Now we always know when someone has shared our work on Reddit and can jump in to say hi, add context and toss out some questions. There’s probably an easier way to do it, but it works for us. Keep in mind that this just a starting point to make the most of Reddit. The Post's commendable results mostly come from audience editor Gene Park's time, dedication and voice.

Also in the news this week is the case of Michael Segalov who is suing the police after they refused to grant him a press part for the last Labour party conference because they feared he would disrupt the event. The police drew on confidential intelligence to allege that "Segalov had demonstrated an increased willingness to take part in protests that involved breaking the law." Segalov counters that he had attended those protests as a journalist and not participant. The court papers show that the police had no evidence that Segalov had committed any criminal acts.

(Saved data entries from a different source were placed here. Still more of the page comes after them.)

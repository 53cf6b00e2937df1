use std::sync::atomic::{AtomicBool, Ordering};
use std::sync::Arc;

use crate::engine::StopPredicate;

/// Cooperative cancellation flag shared by every decode step of an in-flight
/// generation. Setting it never preempts anything; the decode loop observes
/// it at the next step boundary, so worst-case cancellation latency is one
/// decode step.
#[derive(Debug, Clone, Default)]
pub struct StoppingSignal {
    interrupted: Arc<AtomicBool>,
}

impl StoppingSignal {
    pub fn new() -> Self {
        Self::default()
    }

    pub fn interrupt(&self) {
        self.interrupted.store(true, Ordering::SeqCst);
    }

    pub fn reset(&self) {
        self.interrupted.store(false, Ordering::SeqCst);
    }

    pub fn is_interrupted(&self) -> bool {
        self.interrupted.load(Ordering::SeqCst)
    }
}

impl StopPredicate for StoppingSignal {
    fn should_stop(&self, _step: usize, batch_size: usize) -> Vec<bool> {
        vec![self.is_interrupted(); batch_size]
    }
}

#[cfg(test)]
mod tests {
    use super::StoppingSignal;
    use crate::engine::StopPredicate;

    #[test]
    fn starts_clear_and_reads_back_interrupts() {
        let signal = StoppingSignal::new();
        assert!(!signal.is_interrupted());
        signal.interrupt();
        assert!(signal.is_interrupted());
        signal.reset();
        assert!(!signal.is_interrupted());
    }

    #[test]
    fn interrupt_is_visible_through_clones() {
        let signal = StoppingSignal::new();
        let shared = signal.clone();
        signal.interrupt();
        assert!(shared.is_interrupted());
    }

    #[test]
    fn broadcasts_flag_across_the_batch() {
        let signal = StoppingSignal::new();
        assert_eq!(signal.should_stop(0, 3), vec![false, false, false]);
        signal.interrupt();
        assert_eq!(signal.should_stop(1, 3), vec![true, true, true]);
    }

    #[test]
    fn repeated_interrupts_are_idempotent() {
        let signal = StoppingSignal::new();
        signal.interrupt();
        signal.interrupt();
        assert!(signal.is_interrupted());
        signal.reset();
        assert!(!signal.is_interrupted());
    }
}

A hearing is scheduled for tomorrow (Wednesday) where Segalovs lawyers are "seeking to persuade the high court to allow his case against Sussex and Greater Manchester police to go ahead."

Reddit

Earlier an article from CBS submitted to r/News by /u/yyeeaahhhboiiii hit the front page of Reddit with the title "Flood insurance companies spend more money on litigation fighting their policy holders’ claims than the victims claims are actually worth." The article is an interesting read but /u/i0datamonster explains why the approach is to be predicted:

Insurance companies are contracted as brokers to sell the policies. They litigate every claim. If they paid out on every claim the fund would be depleted ending the program. Which would also mean the end of their government cash cow.

In another post to hit the front page /u/dmh2493 shares an image of the letter of congratulations from Lucasfilms to Marvel Studios after Avengers: Infinity War had the biggest opening weekend of all time with a combined US and global opening of $630 million. In a comment on that post /u/rain-dog2 shared an Imgur album showing that the history of this type of letter goes back decades.

Podcast Takeaways

Yesterday I listened to an episode of Every Little from the Gimlet podcast network. The episode is titled "Public Toilets: To Sit Or To Hover?" and here are my key takeaways:

  • Most people hover or use toilet paper to cover public toilet seats.

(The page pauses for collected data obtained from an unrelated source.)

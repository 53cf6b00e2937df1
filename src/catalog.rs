use std::fs;
use std::path::{Path, PathBuf};

/// Model family, inferred from the file name. Drives backend selection and
/// chat-template choice.
#[derive(Debug, Clone, Copy, PartialEq, Eq)]
pub enum PromptFamily {
    Llama,
    Qwen,
    Mistral,
    Unknown,
}

#[derive(Debug, Clone)]
pub struct ModelEntry {
    pub id: String,
    pub path: PathBuf,
    pub family: PromptFamily,
    pub tokenizer_path: Option<PathBuf>,
}

/// GGUF models discovered under the local models directory. Remote model
/// weights are never fetched; only ids resolvable here (or explicit .gguf
/// paths) can be loaded.
#[derive(Debug)]
pub struct ModelCatalog {
    pub models_dir: PathBuf,
    pub entries: Vec<ModelEntry>,
}

impl ModelCatalog {
    pub fn discover(models_dir: impl Into<PathBuf>) -> Result<Self, String> {
        let models_dir = models_dir.into();
        let mut gguf_files = Vec::new();
        collect_gguf_files(&models_dir, &mut gguf_files)?;

        let mut entries: Vec<ModelEntry> = gguf_files
            .into_iter()
            .map(|path| {
                let stem = path
                    .file_stem()
                    .and_then(|s| s.to_str())
                    .unwrap_or("unknown-model")
                    .to_string();
                ModelEntry {
                    id: build_model_id(&models_dir, &path),
                    family: infer_family_from_filename(&stem),
                    tokenizer_path: infer_tokenizer_path(&models_dir, &path),
                    path,
                }
            })
            .collect();

        entries.sort_by(|a, b| a.id.cmp(&b.id));

        Ok(Self {
            models_dir,
            entries,
        })
    }

    pub fn find_by_id(&self, model_id: &str) -> Option<&ModelEntry> {
        self.entries.iter().find(|m| m.id == model_id)
    }

    /// Resolves a `load` selector: a catalog id first, then an explicit
    /// .gguf path.
    pub fn resolve(&self, selector: &str) -> Result<ModelEntry, String> {
        let raw = selector.trim();
        if raw.is_empty() {
            return Err("empty model selector".to_string());
        }

        if let Some(entry) = self.find_by_id(raw) {
            return Ok(entry.clone());
        }

        if raw.ends_with(".gguf") {
            let path = PathBuf::from(raw);
            if !path.exists() {
                return Err(format!("model path not found: {}", path.display()));
            }
            let stem = path
                .file_stem()
                .and_then(|s| s.to_str())
                .unwrap_or("unknown-model")
                .to_string();
            return Ok(ModelEntry {
                id: stem.clone(),
                family: infer_family_from_filename(&stem),
                tokenizer_path: infer_tokenizer_path(&self.models_dir, &path),
                path,
            });
        }

        Err(format!(
            "model '{}' not found under {}",
            raw,
            self.models_dir.display()
        ))
    }
}

fn infer_family_from_filename(name: &str) -> PromptFamily {
    let lowered = name.to_lowercase();
    if lowered.contains("llama") {
        PromptFamily::Llama
    } else if lowered.contains("qwen") {
        PromptFamily::Qwen
    } else if lowered.contains("mistral") || lowered.contains("mixtral") {
        PromptFamily::Mistral
    } else {
        PromptFamily::Unknown
    }
}

fn collect_gguf_files(dir: &Path, out: &mut Vec<PathBuf>) -> Result<(), String> {
    let entries = fs::read_dir(dir)
        .map_err(|e| format!("model directory read failed '{}': {}", dir.display(), e))?;

    for entry in entries {
        let path = entry
            .map_err(|e| format!("model directory entry read failed '{}': {}", dir.display(), e))?
            .path();

        if path.is_dir() {
            collect_gguf_files(&path, out)?;
            continue;
        }

        let extension = path.extension().and_then(|e| e.to_str()).unwrap_or_default();
        if extension.eq_ignore_ascii_case("gguf") {
            out.push(path);
        }
    }

    Ok(())
}

fn build_model_id(models_dir: &Path, model_path: &Path) -> String {
    let relative = model_path
        .strip_prefix(models_dir)
        .unwrap_or(model_path)
        .to_path_buf();
    let mut without_ext = relative;
    without_ext.set_extension("");
    without_ext.to_string_lossy().replace('\\', "/")
}

fn infer_tokenizer_path(models_dir: &Path, model_path: &Path) -> Option<PathBuf> {
    let model_parent = model_path.parent().unwrap_or(models_dir);
    let local_tok = model_parent.join("tokenizer.json");
    if local_tok.exists() {
        return Some(local_tok);
    }

    let models_tok = models_dir.join("tokenizer.json");
    if models_tok.exists() {
        return Some(models_tok);
    }

    None
}

#[cfg(test)]
mod tests {
    use super::*;
    use std::time::{SystemTime, UNIX_EPOCH};

    #[test]
    fn family_inference_from_name() {
        assert_eq!(infer_family_from_filename("Meta-Llama-3-8B"), PromptFamily::Llama);
        assert_eq!(infer_family_from_filename("Qwen2.5-14B"), PromptFamily::Qwen);
        assert_eq!(infer_family_from_filename("Mistral-7B"), PromptFamily::Mistral);
        assert_eq!(infer_family_from_filename("phi-3-mini"), PromptFamily::Unknown);
    }

    #[test]
    fn discovers_models_recursively_with_tokenizer_hint() {
        let base = mk_temp_dir("llm_worker_catalog_recursive");
        let models = base.join("models");
        let llama_dir = models.join("llama3-8b");
        let qwen_dir = models.join("qwen2.5-7b");

        fs::create_dir_all(&llama_dir).expect("create llama dir");
        fs::create_dir_all(&qwen_dir).expect("create qwen dir");
        fs::write(llama_dir.join("Meta-Llama-3-8B-Instruct-Q4_K_M.gguf"), b"stub")
            .expect("write llama stub");
        fs::write(qwen_dir.join("Qwen2.5-7B-Instruct-Q4_K_M.gguf"), b"stub")
            .expect("write qwen stub");
        fs::write(llama_dir.join("tokenizer.json"), b"{}").expect("write tokenizer stub");

        let catalog = ModelCatalog::discover(&models).expect("discover models");
        assert_eq!(catalog.entries.len(), 2);

        let llama = catalog
            .entries
            .iter()
            .find(|e| e.family == PromptFamily::Llama)
            .expect("llama entry present");
        assert!(llama.id.contains("llama3-8b/Meta-Llama-3-8B-Instruct-Q4_K_M"));
        assert!(llama
            .tokenizer_path
            .as_ref()
            .expect("tokenizer hint expected")
            .ends_with("tokenizer.json"));

        let qwen = catalog
            .entries
            .iter()
            .find(|e| e.family == PromptFamily::Qwen)
            .expect("qwen entry present");
        assert!(qwen.tokenizer_path.is_none());

        let _ = fs::remove_dir_all(base);
    }

    #[test]
    fn resolves_by_id_and_by_explicit_path() {
        let base = mk_temp_dir("llm_worker_catalog_resolve");
        let models = base.join("models");
        fs::create_dir_all(&models).expect("create models dir");
        let model_path = models.join("Qwen2.5-7B-Instruct-Q4_K_M.gguf");
        fs::write(&model_path, b"stub").expect("write stub");

        let catalog = ModelCatalog::discover(&models).expect("discover models");

        let by_id = catalog
            .resolve("Qwen2.5-7B-Instruct-Q4_K_M")
            .expect("resolve by id");
        assert_eq!(by_id.path, model_path);
        assert_eq!(by_id.family, PromptFamily::Qwen);

        let by_path = catalog
            .resolve(model_path.to_string_lossy().as_ref())
            .expect("resolve by path");
        assert_eq!(by_path.path, model_path);

        let _ = fs::remove_dir_all(base);
    }

    #[test]
    fn unknown_selector_is_an_error() {
        let base = mk_temp_dir("llm_worker_catalog_unknown");
        let models = base.join("models");
        fs::create_dir_all(&models).expect("create models dir");

        let catalog = ModelCatalog::discover(&models).expect("discover models");
        assert!(catalog.resolve("does-not-exist").is_err());
        assert!(catalog.resolve("").is_err());
        assert!(catalog.resolve("missing/file.gguf").is_err());

        let _ = fs::remove_dir_all(base);
    }

    fn mk_temp_dir(prefix: &str) -> PathBuf {
        let ts = SystemTime::now()
            .duration_since(UNIX_EPOCH)
            .expect("time ok")
            .as_nanos();
        std::env::temp_dir().join(format!("{}_{}_{}", prefix, std::process::id(), ts))
    }
}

  • Buttcheeks have fewer bacteria than buttcrack but around the same number as most other non-moist parts of the body.

  • Faecal bacteria spray up from the toilet when you flush and cover the seat and surrounding area

  • Tissue paper isn’t a barrier to microbes and won’t stop bacteria getting on you

  • In areas with good hygiene and vaccines as long as you wash your hands you are extremely unlikely to contract anything dangerous from sitting on a toilet seat.

  • Many harmful microorganisms die when they leave your body and if you wash your hands most of the ones that don’t will also be dead or gone.

  • Sitting down on the toilet is as safe as the alternatives just don't forget to wash your hands.

Youtube

And finally, Vox released a video yesterday explaining the role of audio engineers in TV sports broadcasting and why sports should sound better in your living room.

Thanks for reading this digest. See you soon.